The catalogues are copied to Lasair (live - lasair-node0) but not yet to Lasair-dev (lasair-dev-node0). Even on Lasair (live) I need to move the PS1 catalogue in place and run the views (Gaia DR2 is already in place). The catalogues are physically in Edinburgh so it should be easy to copy them from lasair-node0 to lasair-dev-node0. Writing all this down so I remember what I need to do! Also raised as a Lasair github issue. See https://github.com/lsst-uk/lasair/issues/64.

Goodbye ORPHANs!

thespacedoctor commented 4 years ago

Remember I had to add a few indexes to the Gaia table to speed up crossmatch results. You might have to re-export to ROE. Also still cleaning up ~1% of the PS1 data I'm struggling to assign HTMIds to. Hope to have that issue resolved tomorrow.

Finally, you will need to update the helper tables that do the column matching. tcs_helper_catalogue_views_info & tcs_helper_catalogue_tables_info

genghisken commented 4 years ago

I forgot about moving the the tcs_helper_catalogue_tables_info and tcs_helper_catalogue_views_info tables from QUB to Lasair at ROE as you state above. Done now!

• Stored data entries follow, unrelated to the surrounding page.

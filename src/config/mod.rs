//! Configuration module for pocket-ledger
//!
//! - Path resolution for the data directory
//! - User settings persistence, including the account and category catalog

pub mod paths;
pub mod settings;

pub use paths::LedgerPaths;
pub use settings::Settings;
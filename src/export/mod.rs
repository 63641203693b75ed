//! Export module for pocket-ledger
//!
//! Provides data export in multiple formats:
//! - CSV: expenses and income (spreadsheet-compatible)
//! - JSON: machine-readable full ledger export
//! - YAML: human-readable full ledger export

pub mod csv;
pub mod json;
pub mod yaml;

pub use csv::{export_expenses_csv, export_income_csv};
pub use json::{export_full_json, import_from_json, FullExport, EXPORT_SCHEMA_VERSION};
pub use yaml::{export_full_yaml, import_from_yaml};
//! YAML Export functionality
//!
//! Exports the complete ledger to YAML format for human-readable backup.

use std::io::Write;

use crate::config::settings::Settings;
use crate::error::{LedgerError, LedgerResult};
use crate::export::json::FullExport;
use crate::storage::Storage;

/// Export the full ledger to YAML format
pub fn export_full_yaml<W: Write>(
    storage: &Storage,
    settings: &Settings,
    writer: &mut W,
) -> LedgerResult<()> {
    let export = FullExport::from_storage(storage, settings)?;

    writeln!(writer, "# pocket-ledger full export")?;
    writeln!(writer, "# Generated: {}", export.exported_at)?;
    writeln!(writer, "# App Version: {}", export.app_version)?;
    writeln!(writer)?;

    serde_yaml::to_writer(writer, &export).map_err(|e| LedgerError::Export(e.to_string()))?;

    Ok(())
}

/// Read back a YAML export and check it
pub fn import_from_yaml(yaml_str: &str) -> LedgerResult<FullExport> {
    let export: FullExport =
        serde_yaml::from_str(yaml_str).map_err(|e| LedgerError::Import(e.to_string()))?;

    export.validate().map_err(LedgerError::Import)?;

    Ok(export)
}
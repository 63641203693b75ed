//! Savings insights CLI command
//!
//! Prints the request an external savings advisor would receive, either as
//! a readable snapshot or as JSON.

use chrono::NaiveDate;

use crate::config::settings::Settings;
use crate::display::format_percentage;
use crate::error::LedgerResult;
use crate::services::{LedgerService, PeriodService, SavingsInsightsRequest};
use crate::storage::Storage;

/// Handle the insights command
pub fn handle_insights_command(
    storage: &Storage,
    settings: &Settings,
    today: NaiveDate,
    period: Option<&str>,
    target_rate: f64,
    json: bool,
) -> LedgerResult<()> {
    let ledger = LedgerService::new(storage, settings, today)?;
    let period_service = PeriodService::new(settings, today);

    let period = period_service.parse_or_current(period)?;
    let request = SavingsInsightsRequest::from_summary(&ledger.summary(period)?, target_rate)?;

    if json {
        println!("{}", serde_json::to_string_pretty(&request)?);
        return Ok(());
    }

    let symbol = &settings.currency_symbol;
    let snapshot = request.snapshot();

    println!(
        "Savings Insights: {}",
        period_service.format_period_friendly(&period)
    );
    println!("{}", "-".repeat(40));
    println!("Income:          {}", request.income.format_with_symbol(symbol));
    println!(
        "Expenses:        {}",
        request.total_expenses().format_with_symbol(symbol)
    );
    println!(
        "Savings:         {}",
        snapshot.current_savings.format_with_symbol(symbol)
    );
    match snapshot.current_savings_rate {
        Some(rate) => println!("Savings rate:    {}", format_percentage(rate * 100.0)),
        None => println!("Savings rate:    n/a (no income)"),
    }
    println!(
        "Target:          {} ({})",
        snapshot.target_savings.format_with_symbol(symbol),
        format_percentage(target_rate * 100.0)
    );
    if snapshot.gap_to_target.is_positive() {
        println!(
            "Gap to target:   {}",
            snapshot.gap_to_target.format_with_symbol(symbol)
        );
    } else {
        println!("Target reached.");
    }

    if !request.expenses.is_empty() {
        println!();
        println!("Expenses by category:");
        for spend in &request.expenses {
            println!(
                "  {:<30} {:>14}",
                spend.category.to_string(),
                spend.amount.format_with_symbol(symbol)
            );
        }
    }

    Ok(())
}
//! Balance validation for proposed expenses
//!
//! The check runs against an aggregate the caller computed from the events
//! already accepted in the active period. It is advisory: nothing is locked
//! between the check and the write.

use std::collections::BTreeMap;

use crate::error::LedgerError;
use crate::models::{Account, ExpenseEvent, Money};

use super::aggregate::AccountAggregate;

/// Why a proposed expense was turned away
#[derive(Debug, Clone, PartialEq, Eq)]
pub enum Rejection {
    InsufficientFunds {
        account: Account,
        requested: Money,
        available: Money,
    },
}

/// Outcome of validating a proposed expense
#[derive(Debug, Clone, PartialEq, Eq)]
pub enum Verdict {
    Accept,
    Reject(Rejection),
}

impl Verdict {
    pub fn is_accept(&self) -> bool {
        matches!(self, Self::Accept)
    }

    /// Convert to a `Result`, mapping a rejection to its ledger error
    pub fn into_result(self) -> Result<(), LedgerError> {
        match self {
            Self::Accept => Ok(()),
            Self::Reject(rejection) => Err(rejection.into()),
        }
    }
}

impl From<Rejection> for LedgerError {
    fn from(rejection: Rejection) -> Self {
        match rejection {
            Rejection::InsufficientFunds {
                account,
                requested,
                available,
            } => LedgerError::InsufficientFunds {
                account: account.name().to_string(),
                requested,
                available,
            },
        }
    }
}

/// Accept `proposed` unless its amount exceeds the account's balance
///
/// An account absent from `per_account` has a balance of zero. Spending the
/// exact balance is allowed.
pub fn validate_expense(
    proposed: &ExpenseEvent,
    per_account: &BTreeMap<Account, AccountAggregate>,
) -> Verdict {
    let available = per_account
        .get(proposed.account())
        .map(|aggregate| aggregate.balance)
        .unwrap_or_default();

    if proposed.amount() > available {
        Verdict::Reject(Rejection::InsufficientFunds {
            account: proposed.account().clone(),
            requested: proposed.amount(),
            available,
        })
    } else {
        Verdict::Accept
    }
}
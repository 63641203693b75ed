//! Reporting period representation
//!
//! A period is an inclusive calendar date range. Billing cycles produced by
//! `engine::cycle` are periods, as are custom ranges typed by the user.

use chrono::NaiveDate;
use serde::{Deserialize, Serialize};
use std::fmt;

use super::date::parse_date;

/// Inclusive `[start, end]` date range
#[derive(Debug, Clone, Copy, PartialEq, Eq, Hash, Serialize, Deserialize)]
#[serde(try_from = "RawPeriod")]
pub struct Period {
    start: NaiveDate,
    end: NaiveDate,
}

#[derive(Deserialize)]
struct RawPeriod {
    start: NaiveDate,
    end: NaiveDate,
}

impl TryFrom<RawPeriod> for Period {
    type Error = PeriodParseError;

    fn try_from(raw: RawPeriod) -> Result<Self, Self::Error> {
        Period::new(raw.start, raw.end)
    }
}

impl Period {
    /// Create a period, rejecting ranges whose end precedes their start
    pub fn new(start: NaiveDate, end: NaiveDate) -> Result<Self, PeriodParseError> {
        if end < start {
            return Err(PeriodParseError::EndBeforeStart { start, end });
        }
        Ok(Self { start, end })
    }

    /// Build a period whose bounds are already known to be ordered
    pub(crate) fn from_ordered(start: NaiveDate, end: NaiveDate) -> Self {
        debug_assert!(start <= end, "period bounds out of order");
        Self { start, end }
    }

    pub fn start(&self) -> NaiveDate {
        self.start
    }

    pub fn end(&self) -> NaiveDate {
        self.end
    }

    /// Check if a date falls within this period (both ends inclusive)
    pub fn contains(&self, date: NaiveDate) -> bool {
        date >= self.start && date <= self.end
    }

    /// Number of days covered, counting both ends
    pub fn days(&self) -> i64 {
        (self.end - self.start).num_days() + 1
    }

    /// Parse a custom range in the form "2025-01-27..2025-02-26"
    pub fn parse(s: &str) -> Result<Self, PeriodParseError> {
        let s = s.trim();
        let (start, end) = s
            .split_once("..")
            .ok_or_else(|| PeriodParseError::InvalidFormat(s.to_string()))?;

        let start = parse_date(start).map_err(|_| PeriodParseError::InvalidFormat(s.to_string()))?;
        let end = parse_date(end).map_err(|_| PeriodParseError::InvalidFormat(s.to_string()))?;

        Self::new(start, end)
    }
}

impl fmt::Display for Period {
    fn fmt(&self, f: &mut fmt::Formatter<'_>) -> fmt::Result {
        write!(
            f,
            "{}..{}",
            self.start.format("%Y-%m-%d"),
            self.end.format("%Y-%m-%d")
        )
    }
}

impl Ord for Period {
    fn cmp(&self, other: &Self) -> std::cmp::Ordering {
        self.start
            .cmp(&other.start)
            .then_with(|| self.end.cmp(&other.end))
    }
}

impl PartialOrd for Period {
    fn partial_cmp(&self, other: &Self) -> Option<std::cmp::Ordering> {
        Some(self.cmp(other))
    }
}

/// Error type for period parsing
#[derive(Debug, Clone, PartialEq, Eq)]
pub enum PeriodParseError {
    InvalidFormat(String),
    EndBeforeStart { start: NaiveDate, end: NaiveDate },
}

impl fmt::Display for PeriodParseError {
    fn fmt(&self, f: &mut fmt::Formatter<'_>) -> fmt::Result {
        match self {
            PeriodParseError::InvalidFormat(s) => write!(f, "Invalid period format: {}", s),
            PeriodParseError::EndBeforeStart { start, end } => {
                write!(f, "Period end {} is before its start {}", end, start)
            }
        }
    }
}

impl std::error::Error for PeriodParseError {}

#[cfg(test)]
mod tests {
    use super::*;

    fn d(y: i32, m: u32, day: u32) -> NaiveDate {
        NaiveDate::from_ymd_opt(y, m, day).unwrap()
    }

    #[test]
    fn test_contains_is_inclusive() {
        let period = Period::new(d(2025, 1, 27), d(2025, 2, 26)).unwrap();
        assert!(period.contains(d(2025, 1, 27)));
        assert!(period.contains(d(2025, 2, 26)));
        assert!(!period.contains(d(2025, 1, 26)));
        assert!(!period.contains(d(2025, 2, 27)));
    }

    #[test]
    fn test_days() {
        let period = Period::new(d(2025, 1, 27), d(2025, 2, 26)).unwrap();
        assert_eq!(period.days(), 31);
        assert_eq!(Period::new(d(2025, 3, 1), d(2025, 3, 1)).unwrap().days(), 1);
    }

    #[test]
    fn test_rejects_inverted_range() {
        assert!(matches!(
            Period::new(d(2025, 2, 1), d(2025, 1, 1)),
            Err(PeriodParseError::EndBeforeStart { .. })
        ));
    }

    #[test]
    fn test_parse_and_display() {
        let period = Period::parse("2024-12-27..2025-01-26").unwrap();
        assert_eq!(period.start(), d(2024, 12, 27));
        assert_eq!(period.end(), d(2025, 1, 26));
        assert_eq!(period.to_string(), "2024-12-27..2025-01-26");

        assert!(Period::parse("2025-01").is_err());
    }

    #[test]
    fn test_serialization_validates() {
        let period = Period::new(d(2025, 1, 27), d(2025, 2, 26)).unwrap();
        let json = serde_json::to_string(&period).unwrap();
        let deserialized: Period = serde_json::from_str(&json).unwrap();
        assert_eq!(period, deserialized);

        let inverted = r#"{"start":"2025-02-26","end":"2025-01-27"}"#;
        assert!(serde_json::from_str::<Period>(inverted).is_err());
    }
}
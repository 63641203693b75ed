//! Savings-insights request
//!
//! Packages a period's income and per-category spending with a target savings
//! rate for an external advisor. Generating the advice is not done here.

use serde::Serialize;

use crate::engine::{CategorySpend, LedgerSummary};
use crate::error::{LedgerError, LedgerResult};
use crate::models::{Money, Period};

/// Input for a savings advisor
#[derive(Debug, Clone, PartialEq, Serialize)]
pub struct SavingsInsightsRequest {
    pub period: Period,
    pub income: Money,
    pub expenses: Vec<CategorySpend>,
    /// Fraction of income to keep, within `[0, 1]`
    pub target_savings_rate: f64,
}

/// Where the period stands against the target
#[derive(Debug, Clone, Copy, PartialEq, Serialize)]
pub struct SavingsSnapshot {
    pub current_savings: Money,
    /// `None` without income
    pub current_savings_rate: Option<f64>,
    pub target_savings: Money,
    /// Extra savings needed to hit the target, zero once reached
    pub gap_to_target: Money,
}

impl SavingsInsightsRequest {
    /// Build a request from a period summary
    pub fn from_summary(summary: &LedgerSummary, target_savings_rate: f64) -> LedgerResult<Self> {
        if !(0.0..=1.0).contains(&target_savings_rate) {
            return Err(LedgerError::Validation(format!(
                "Target savings rate must be between 0 and 1 (got {})",
                target_savings_rate
            )));
        }

        Ok(Self {
            period: summary.period,
            income: summary.combined.income,
            expenses: summary.spending_by_category.clone(),
            target_savings_rate,
        })
    }

    pub fn total_expenses(&self) -> Money {
        self.expenses.iter().map(|e| e.amount).sum()
    }

    pub fn snapshot(&self) -> SavingsSnapshot {
        let current_savings = self.income - self.total_expenses();
        let target_savings =
            Money::from_cents((self.income.cents() as f64 * self.target_savings_rate).round() as i64);
        let gap = target_savings - current_savings;

        SavingsSnapshot {
            current_savings,
            current_savings_rate: self
                .income
                .is_positive()
                .then(|| current_savings.cents() as f64 / self.income.cents() as f64),
            target_savings,
            gap_to_target: if gap.is_positive() { gap } else { Money::zero() },
        }
    }
}
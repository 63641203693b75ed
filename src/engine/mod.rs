//! Ledger aggregation and balance validation
//!
//! Pure functions over caller-supplied records. Data flows one way: the
//! cycle calculator picks a period, the filter selects records inside it, the
//! aggregator totals them and the validator checks a proposed expense against
//! those totals. Nothing here performs I/O or keeps state between calls.

pub mod aggregate;
pub mod cycle;
pub mod filter;
pub mod validate;

pub use aggregate::{AccountAggregate, Aggregator, CategorySpend, CombinedTotals, LedgerSummary};
pub use cycle::{compute_period, next_period, previous_period, CyclePolicy, CYCLE_START_DAY};
pub use filter::{filter_period, in_period, Dated};
pub use validate::{validate_expense, Rejection, Verdict};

Additionally, I somehow managed to misname the tcs_view_unclear_ps1_dr1 to tcs_view_unknown_ps1_dr1. No idea how that happened. Renamed now. Sherlock is definitely working.

genghisken commented 4 years ago

There's still an ongoing issue with Sherlock, so I've reopened this issue. We are getting the following error.

File "/data/anaconda/envs/sherlock/lib/python2.7/site-packages/sherlock/transient_classifier.py", line 1935, in generate_match_annotation
   annotation = "The transient is %(classificationReliability)s with <em>%(objectId)s</em>; %(best_mag_filter)s%(best_mag)smag %(objectType)s found in the %(catalogueString)s. It's located %(location)s.%(absMag)s" % locals()
KeyError: 'classificationReliability'

The helper tables have been propagated, so it might just be a missing view or the way the view was created has changed (or not been propagated correctly).

thespacedoctor commented 4 years ago

Thanks Ken ...

Tracked the issue down to 622 rows inserted into the 'sherlock_crossmatches' table on 2020-01-06 at 05:17:25 where classificationReliability was set to null. This should never be the case. My guess is that the database table was left in a bad state after a sherlock process was killed. From email logs I know there was a table rebuild done at some stage on 6th Jan, but not at this early hour. Might be due to the same issue (issue number 2) as pointed out in issue #53 ... but also may not!

To fix the issue I removed the sherlock classifications related to these cross matched rows:

UPDATE objects 
SET 
    sherlock_classification = NULL
WHERE
    primaryId IN (SELECT 
            transient_object_id
        FROM
            sherlock_crossmatches
        WHERE
            classificationReliability IS NULL);

and then reran sherlock. Everything is now running fine and sherlock completes.